Manipulation: Construct a polyhedron from a set of numbered squares and triangles. Put on the supplied 3-D glasses and see a path connecting the faces. Read Braille on the tabs connecting the faces in the order of the path. Done. This puzzle was something of a let-down. There was nothing about the 3D in this puzzle that couldn't have been done with a stereogram (which we'd already seen earlier in the event), so it felt anticlimactic. If you're going to use 3-D glasses, the payoff should be better. The path was visible even without glasses, so the 3-D effect added nothing to the puzzle. This was another case of being told exactly what to do and then just needing to plug through it, with very little creative thinking required. This would have been a great opportunity to hand us 3-D glasses and tell us to review our past puzzles, where we could have discovered 3-D data popping out all over the place that we hadn't been equipped to see before. The puzzle just wanted some better reason for using 3-D.
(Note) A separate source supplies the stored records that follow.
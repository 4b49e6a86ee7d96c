use async_trait::async_trait;
use log::debug;
use rand::rngs::SmallRng;
use rand::{Rng, SeedableRng};
use std::hint::black_box;
use std::time::Instant;
use tokio::sync::mpsc::Sender;

use super::config::BenchmarkConfig;
use super::error::Error;
use super::types::{BenchmarkRecord, RecordStreamer};
use fw_bench_core::{RandomGraphGenerator, ShortestPathSolver};

/// Walks the size × density × iteration grid and times one solver run per cell.
///
/// Runs are strictly sequential: every (generate, solve) pair finishes before
/// the next graph is drawn. The whole grid runs on a single blocking thread and
/// each record is handed to the writer as soon as it is measured.
pub struct SweepStreamer<S> {
    benchmark: BenchmarkConfig,
    generator: RandomGraphGenerator,
    seed: Option<u64>,
    solver: S,
}

impl<S> SweepStreamer<S>
where
    S: ShortestPathSolver + Send + Sync + 'static,
{
    pub fn new(
        benchmark: BenchmarkConfig,
        generator: RandomGraphGenerator,
        seed: Option<u64>,
        solver: S,
    ) -> Self {
        SweepStreamer {
            benchmark,
            generator,
            seed,
            solver,
        }
    }

    /// Generates one graph and times the solver on it.
    ///
    /// Only the solver call is inside the timed region; graph generation and the
    /// conversion to a distance matrix are not.
    pub fn measure_once<R>(
        &self,
        size: usize,
        density: f64,
        iteration: usize,
        rng: &mut R,
    ) -> Result<BenchmarkRecord, Error>
    where
        R: Rng + ?Sized,
    {
        let graph = self.generator.generate_with(size, density, rng)?;
        let matrix = graph.to_distance_matrix();

        let start_time = Instant::now();
        let result = self.solver.all_pairs_shortest_paths(&matrix);
        let elapsed = start_time.elapsed();

        black_box(&result);

        if result.has_negative_cycle {
            debug!(
                "size={} density={} iteration={}: negative cycle detected",
                size, density, iteration
            );
        }

        Ok(BenchmarkRecord {
            size,
            density,
            iteration,
            time_ns: u64::try_from(elapsed.as_nanos()).unwrap_or(u64::MAX),
        })
    }

    /// Runs the full grid, pushing records with `blocking_send`.
    ///
    /// Must be called from a blocking thread, never from inside the async runtime.
    fn run_blocking(&self, sender: &Sender<BenchmarkRecord>) -> Result<(), Error> {
        let mut rng: SmallRng = match self.seed {
            Some(seed) => SmallRng::seed_from_u64(seed),
            None => SmallRng::from_os_rng(),
        };

        for &size in &self.benchmark.sizes {
            for &density in &self.benchmark.densities {
                for iteration in 1..=self.benchmark.iterations {
                    let record = self.measure_once(size, density, iteration, &mut rng)?;

                    if sender.blocking_send(record).is_err() {
                        return Err(Error::ChannelSendFailed);
                    }
                }
            }
        }

        Ok(())
    }
}

#[async_trait]
impl<S> RecordStreamer for SweepStreamer<S>
where
    S: ShortestPathSolver + Send + Sync + 'static,
{
    async fn run_stream(self, sender: Sender<BenchmarkRecord>) -> Result<(), Error> {
        tokio::task::spawn_blocking(move || self.run_blocking(&sender))
            .await
            .map_err(|e| Error::TaskJoinFailed(e.to_string()))?
    }
}
use super::graph::{DistanceMatrix, Graph};
use super::traits::ShortestPathSolver;
use common::{error::Error, numeric_kernel::relax, types::Weight};

/// Result of an all-pairs shortest-path run.
#[derive(Debug, Clone, PartialEq)]
pub struct ShortestPaths {
    pub distances: DistanceMatrix,
    pub has_negative_cycle: bool,
}

impl ShortestPaths {
    /// Cheapest known cost `from -> to`, `+inf` if unreachable.
    pub fn distance(&self, from: usize, to: usize) -> Weight {
        self.distances.get(from, to)
    }

    /// Vertices that can return to themselves at a net negative cost.
    ///
    /// Empty exactly when `has_negative_cycle` is false.
    pub fn negative_cycle_vertices(&self) -> Vec<usize> {
        self.distances
            .diagonal()
            .enumerate()
            .filter(|&(_, d)| d < 0.0)
            .map(|(v, _)| v)
            .collect()
    }
}

/// Solver implementing the Floyd-Warshall all-pairs shortest-path algorithm
/// with negative cycle detection.
pub struct FloydWarshallSolver;

impl FloydWarshallSolver {
    /// Runs the solver on nested rows.
    ///
    /// # Errors
    /// Returns `Error::NonSquareMatrix` if the rows do not form a square matrix.
    pub fn solve_rows(&self, rows: &[Vec<Weight>]) -> Result<ShortestPaths, Error> {
        let matrix = DistanceMatrix::from_rows(rows)?;
        Ok(self.all_pairs_shortest_paths(&matrix))
    }

    /// Runs the solver on a graph's adjacency matrix.
    pub fn solve_graph(&self, graph: &Graph) -> ShortestPaths {
        self.all_pairs_shortest_paths(&graph.to_distance_matrix())
    }

    /// Relaxes `distances` in place, using every vertex in turn as intermediate.
    ///
    /// The intermediate vertex must be the outermost loop: when vertex `via` is
    /// considered, every path through `0..via` has already been folded in.
    ///
    /// Updates are visible immediately: once `(from, via)` itself is lowered
    /// (only possible on a negative cycle), later targets in the same row use
    /// the new value.
    fn relax_all(distances: &mut DistanceMatrix) {
        let n = distances.size();

        for via in 0..n {
            for from in 0..n {
                // An unreachable first leg stays unreachable for the whole row.
                if !distances.get(from, via).is_finite() {
                    continue;
                }

                for to in 0..n {
                    let current = distances.get(from, to);
                    let relaxed =
                        relax(current, distances.get(from, via), distances.get(via, to));
                    if relaxed < current {
                        distances.set(from, to, relaxed);
                    }
                }
            }
        }
    }

    /// A negative diagonal entry means the vertex lies on a negative cycle.
    fn has_negative_cycle(distances: &DistanceMatrix) -> bool {
        distances.diagonal().any(|d| d < 0.0)
    }
}

impl ShortestPathSolver for FloydWarshallSolver {
    /// Computes all-pairs shortest paths (Floyd-Warshall, O(N³)).
    ///
    /// # Returns
    /// - `distances`: a fresh matrix; entry `(i, j)` is the cheapest cost from
    ///   `i` to `j`, or `+inf` if `j` is unreachable from `i`.
    /// - `has_negative_cycle`: true if any vertex reaches itself at a negative
    ///   cost. The matrix is still returned in that case, but entries touching
    ///   the cycle are not meaningful shortest paths.
    fn all_pairs_shortest_paths(&self, matrix: &DistanceMatrix) -> ShortestPaths {
        let mut distances = matrix.clone();
        Self::relax_all(&mut distances);
        let has_negative_cycle = Self::has_negative_cycle(&distances);

        ShortestPaths {
            distances,
            has_negative_cycle,
        }
    }
}

#[cfg(test)]
mod floyd_warshall_tests {
    use super::*;
    use common::types::{Edge, UNREACHABLE};

    const INF: f64 = UNREACHABLE;

    fn solve(num_vertices: usize, edges: &[Edge]) -> ShortestPaths {
        let graph = Graph::from_edges(num_vertices, edges).unwrap();
        FloydWarshallSolver.solve_graph(&graph)
    }

    #[test]
    fn three_vertex_cycle() {
        let result = solve(3, &[(0, 1, 1.0), (1, 2, 2.0), (2, 0, 3.0)]);

        assert_eq!(result.distance(0, 2), 3.0);
        assert_eq!(result.distance(1, 0), 5.0);
        assert_eq!(result.distance(2, 1), 4.0);
        assert_eq!(result.distances.diagonal().collect::<Vec<_>>(), vec![0.0; 3]);
        assert!(!result.has_negative_cycle);
    }

    #[test]
    fn two_vertex_negative_cycle() {
        let result = solve(2, &[(0, 1, -5.0), (1, 0, -5.0)]);

        // Vertex 1 is relaxed through itself after its diagonal already went
        // negative, so it goes around the cycle twice.
        assert_eq!(result.distance(0, 0), -10.0);
        assert_eq!(result.distance(1, 1), -20.0);
        assert_eq!(result.distance(0, 1), -15.0);
        assert_eq!(result.distance(1, 0), -15.0);
        assert!(result.has_negative_cycle);
        assert_eq!(result.negative_cycle_vertices(), vec![0, 1]);
    }

    #[test]
    fn self_relaxation_uses_updated_first_leg() {
        // Through vertex 1: D[0][1] drops from -1 to -4 at target 1, so target 2
        // becomes -4 + 1 rather than -1 + 1.
        let rows = vec![
            vec![0.0, -1.0, INF],
            vec![-2.0, 0.0, 1.0],
            vec![INF, INF, 0.0],
        ];

        let result = FloydWarshallSolver.solve_rows(&rows).unwrap();

        assert!(result.has_negative_cycle);
        assert_eq!(result.distance(0, 1), -4.0);
        assert_eq!(result.distance(0, 2), -3.0);
    }

    #[test]
    fn graph_without_edges_is_unchanged() {
        let graph = Graph::empty(4).unwrap();
        let input = graph.to_distance_matrix();

        let result = FloydWarshallSolver.all_pairs_shortest_paths(&input);

        assert_eq!(result.distances, input);
        assert!(!result.has_negative_cycle);
        assert!(result.negative_cycle_vertices().is_empty());
    }

    #[test]
    fn input_matrix_is_not_mutated() {
        let rows = vec![
            vec![0.0, 1.0, INF],
            vec![INF, 0.0, 1.0],
            vec![INF, INF, 0.0],
        ];
        let input = DistanceMatrix::from_rows(&rows).unwrap();
        let snapshot = input.clone();

        let result = FloydWarshallSolver.all_pairs_shortest_paths(&input);

        assert_eq!(input, snapshot);
        assert_eq!(result.distance(0, 2), 2.0);
    }

    #[test]
    fn unreachable_pairs_stay_infinite() {
        // 0 -> 1 only; nothing reaches 0 and 2 is isolated.
        let result = solve(3, &[(0, 1, -3.0)]);

        assert_eq!(result.distance(0, 1), -3.0);
        assert_eq!(result.distance(1, 0), INF);
        assert_eq!(result.distance(0, 2), INF);
        assert_eq!(result.distance(2, 0), INF);
        assert!(!result.has_negative_cycle);
    }

    #[test]
    fn zero_weight_edges_are_real_edges() {
        let result = solve(3, &[(0, 1, 0.0), (1, 2, 0.0)]);

        assert_eq!(result.distance(0, 2), 0.0);
        assert_eq!(result.distance(2, 0), INF);
    }

    #[test]
    fn prefers_longer_but_cheaper_path() {
        let result = solve(4, &[(0, 3, 10.0), (0, 1, 1.0), (1, 2, 1.0), (2, 3, 1.0)]);

        assert_eq!(result.distance(0, 3), 3.0);
    }

    #[test]
    fn negative_edges_without_cycle() {
        let result = solve(3, &[(0, 1, 4.0), (0, 2, 5.0), (2, 1, -3.0)]);

        assert_eq!(result.distance(0, 1), 2.0);
        assert!(!result.has_negative_cycle);
    }

    #[test]
    fn negative_cycle_marks_every_vertex_on_it() {
        // Cycle 1 -> 2 -> 3 -> 1 costs -1; vertex 0 only feeds into it.
        let result = solve(
            4,
            &[(0, 1, 2.0), (1, 2, 1.0), (2, 3, 1.0), (3, 1, -3.0)],
        );

        assert!(result.has_negative_cycle);
        let on_cycle = result.negative_cycle_vertices();
        assert_eq!(on_cycle, vec![1, 2, 3]);
        assert_eq!(result.distance(0, 0), 0.0);
    }

    #[test]
    fn single_vertex() {
        let result = solve(1, &[]);

        assert_eq!(result.distance(0, 0), 0.0);
        assert!(!result.has_negative_cycle);
    }

    #[test]
    fn solve_rows_rejects_non_square_matrix() {
        let rows = vec![vec![0.0, 1.0, 2.0], vec![0.0, 0.0, 1.0]];

        assert_eq!(
            FloydWarshallSolver.solve_rows(&rows),
            Err(Error::NonSquareMatrix {
                row: 0,
                expected: 2,
                found: 3
            })
        );
    }

    #[test]
    fn solve_rows_matches_solve_graph() {
        let edges = [(0, 1, 7.0), (1, 2, -2.0), (2, 0, 4.0), (0, 2, 9.0)];
        let graph = Graph::from_edges(3, &edges).unwrap();

        let from_rows = FloydWarshallSolver
            .solve_rows(&graph.to_distance_matrix().to_rows())
            .unwrap();

        assert_eq!(from_rows, FloydWarshallSolver.solve_graph(&graph));
    }

    #[test]
    fn empty_rows_produce_empty_result() {
        let result = FloydWarshallSolver.solve_rows(&[]).unwrap();

        assert_eq!(result.distances.size(), 0);
        assert!(!result.has_negative_cycle);
    }
}
pub mod error;
pub mod numeric_kernel;
pub mod types;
Endurance: Two lists of clues for 9-letter answers, two fill-in grids. The answers in each list were in alphabetical order, an essential aid in disambiguating possibilities. Once the grids were filled, nine words remained. Flavor text suggested these words would go "between dimensions" and connect the two grids, and sure enough at nine key intersection points you could bridge the grids with the leftovers-- some running from grid A to B, others from B to A-- and read the letters in the third positions of the resulting dimensional bridge. A solid, thematic puzzle, you say? Absolutely, but it gets better. All of the answers that fit horizontally had exactly one D. All the answers that fit vertically had exactly two Ds. And the nine answers bridging the grids had exactly three Ds. A brilliant bit of highly constrained puzzle design, to not only find enough nine-letter words with the correct properties but to arrange them so the grid could be completed unambiguously even if the solver didn't know about the 1-D / 2-D / 3-D property. Our time management fell apart here-- as we neared the end of the event, we should have started taking hints to ensure we finished in time. Instead, we were so focused on solving that the idea didn't occur to us until it was too late to capitalize on the information. We finished about 30 minutes after time expired. If we'd taken the hints right away, we might have solved it in time, which would have given us the points we needed to take first place. D'oh! After all the spatial puzzles, I was thrilled to finally get a meaty word puzzle squarely in my wheelhouse and only wish it had come a little earlier in the event so we'd have had the satisfaction of finishing before the deadline. Despite its familiarity-- it was essentially a standard fill-in puzzle with an impressive construction constraint and a final twist-- this was probably my favorite puzzle of the event.